Matthew 2:1-12 1/2/2011

In the time of King Herod, after Jesus was born in Bethlehem of Judea, wise men from the East came to Jerusalem, asking, ‘Where is the child who has been born king of the Jews? For we observed his star at its rising, and have come to pay him homage.’ When King Herod heard this, he was frightened, and all Jerusalem with him; and calling together all the chief priests and scribes of the people, he inquired of them where the Messiah was to be born. They told him, ‘In Bethlehem of Judea; for so it has been written by the prophet: 
“And you, Bethlehem, in the land of Judah, are by no means least among the rulers of Judah; 
for from you shall come a ruler
who is to shepherd my people Israel.” ’

Then Herod secretly called for the wise men and learned from them the exact time when the star had appeared. Then he sent them to Bethlehem, saying, ‘Go and search diligently for the child; and when you have found him, bring me word so that I may also go and pay him homage.’ When they had heard the king, they set out; and there, ahead of them, went the star that they had seen at its rising, until it stopped over the place where the child was. When they saw that the star had stopped, they were overwhelmed with joy. On entering the house, they saw the child with Mary his mother; and they knelt down and paid him homage. Then, opening their treasure-chests, they offered him gifts of gold, frankincense, and myrrh. And having been warned in a dream not to return to Herod, they left for their own country by another road.

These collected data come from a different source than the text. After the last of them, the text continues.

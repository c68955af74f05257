//! # Evaluation Settings
//!
//! Caller-level configuration: which edition of each standard to evaluate
//! against, plus defaults applied when a design case leaves a choice open.
//!
//! ## JSON Example
//!
//! ```json
//! {
//!   "general_features": "IRC5:2015",
//!   "loads": "IRC6:2017",
//!   "deck_material": "Concrete",
//!   "terrain": "Plain",
//!   "parallel": true
//! }
//! ```
//!
//! Every field is optional; missing ones take the [`Default`] value.

use serde::{Deserialize, Serialize};
use tracing::debug;

use crate::errors::{CalcError, CalcResult};
use crate::standards::irc6_2017::{DeckMaterial, Terrain};
use crate::standards::{GeneralFeatures, GeneralFeaturesEdition, LoadsAndForces, LoadsEdition};

/// Settings shared by every case in a run.
#[derive(Debug, Clone, PartialEq, Serialize, Deserialize)]
#[serde(default, deny_unknown_fields)]
pub struct EvaluationSettings {
    /// Edition used for geometric checks
    pub general_features: GeneralFeaturesEdition,

    /// Edition used for loads
    pub loads: LoadsEdition,

    /// Deck material when a case does not name one
    pub deck_material: DeckMaterial,

    /// Wind terrain when a case does not name one
    pub terrain: Terrain,

    /// Evaluate batches on the rayon thread pool
    pub parallel: bool,
}

impl Default for EvaluationSettings {
    fn default() -> Self {
        EvaluationSettings {
            general_features: GeneralFeaturesEdition::Irc5_2015,
            loads: LoadsEdition::Irc6_2017,
            deck_material: DeckMaterial::Concrete,
            terrain: Terrain::Plain,
            parallel: true,
        }
    }
}

impl EvaluationSettings {
    /// Parse settings from JSON text
    pub fn from_json(json: &str) -> CalcResult<Self> {
        let settings: EvaluationSettings =
            serde_json::from_str(json).map_err(|e| CalcError::settings(e.to_string()))?;
        debug!(?settings, "settings loaded");
        Ok(settings)
    }

    pub fn to_json(&self) -> CalcResult<String> {
        serde_json::to_string_pretty(self).map_err(|e| CalcError::settings(e.to_string()))
    }

    pub fn general_features(&self) -> &'static dyn GeneralFeatures {
        self.general_features.resolve()
    }

    pub fn loads(&self) -> &'static dyn LoadsAndForces {
        self.loads.resolve()
    }

    pub fn with_deck_material(mut self, deck_material: DeckMaterial) -> Self {
        self.deck_material = deck_material;
        self
    }

    pub fn with_terrain(mut self, terrain: Terrain) -> Self {
        self.terrain = terrain;
        self
    }

    pub fn sequential(mut self) -> Self {
        self.parallel = false;
        self
    }
}

#[cfg(test)]
mod tests {
    use super::*;
    use crate::reference::Standard;

    #[test]
    fn test_defaults() {
        let settings = EvaluationSettings::default();
        assert_eq!(settings.general_features().edition(), Standard::Irc5_2015);
        assert_eq!(settings.loads().edition(), Standard::Irc6_2017);
        assert_eq!(settings.deck_material, DeckMaterial::Concrete);
        assert!(settings.parallel);
    }

    #[test]
    fn test_partial_json_fills_defaults() {
        let settings = EvaluationSettings::from_json(r#"{ "deck_material": "Steel" }"#).unwrap();
        assert_eq!(settings.deck_material, DeckMaterial::Steel);
        assert_eq!(settings.terrain, Terrain::Plain);
    }

    #[test]
    fn test_roundtrip() {
        let settings = EvaluationSettings::default()
            .with_terrain(Terrain::Obstructed)
            .sequential();
        let json = settings.to_json().unwrap();
        assert_eq!(EvaluationSettings::from_json(&json).unwrap(), settings);
    }

    #[test]
    fn test_bad_json_is_settings_error() {
        let err = EvaluationSettings::from_json("{ not json").unwrap_err();
        assert_eq!(err.error_code(), "SETTINGS_ERROR");
        let err = EvaluationSettings::from_json(r#"{ "precision": 4 }"#).unwrap_err();
        assert_eq!(err.error_code(), "SETTINGS_ERROR");
        let err = EvaluationSettings::from_json(r#"{ "loads": "IRC6:2000" }"#).unwrap_err();
        assert_eq!(err.error_code(), "SETTINGS_ERROR");
    }
}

Last week I was reading in the news a list of what New Year’s resolutions people should not make: find love; lose five to seven pounds; quit obsessing; have a baby; quit your job; convince your significant other to marry you; quit dating; learn to get along with (whomever) ; wake up 30 minutes early to meditate; and win the lottery. The list says something about CNN’s target audience – young adults who can’t find love, commitment, or good jobs. The point the article was trying to make was that people tend to make all-or-nothing resolutions, and such are doomed to fail by February. Instead of finding love, the author suggests, get more involved in activities that help you meet and get to know more people; instead of meditating (or praying) for 30 minutes, start with 5 or 10; don’t obsess about obsessing; make your job better rather than quitting; take a break from dating instead of quitting altogether; and so forth. It’s a provocative headline that, surprisingly, covers some good advice.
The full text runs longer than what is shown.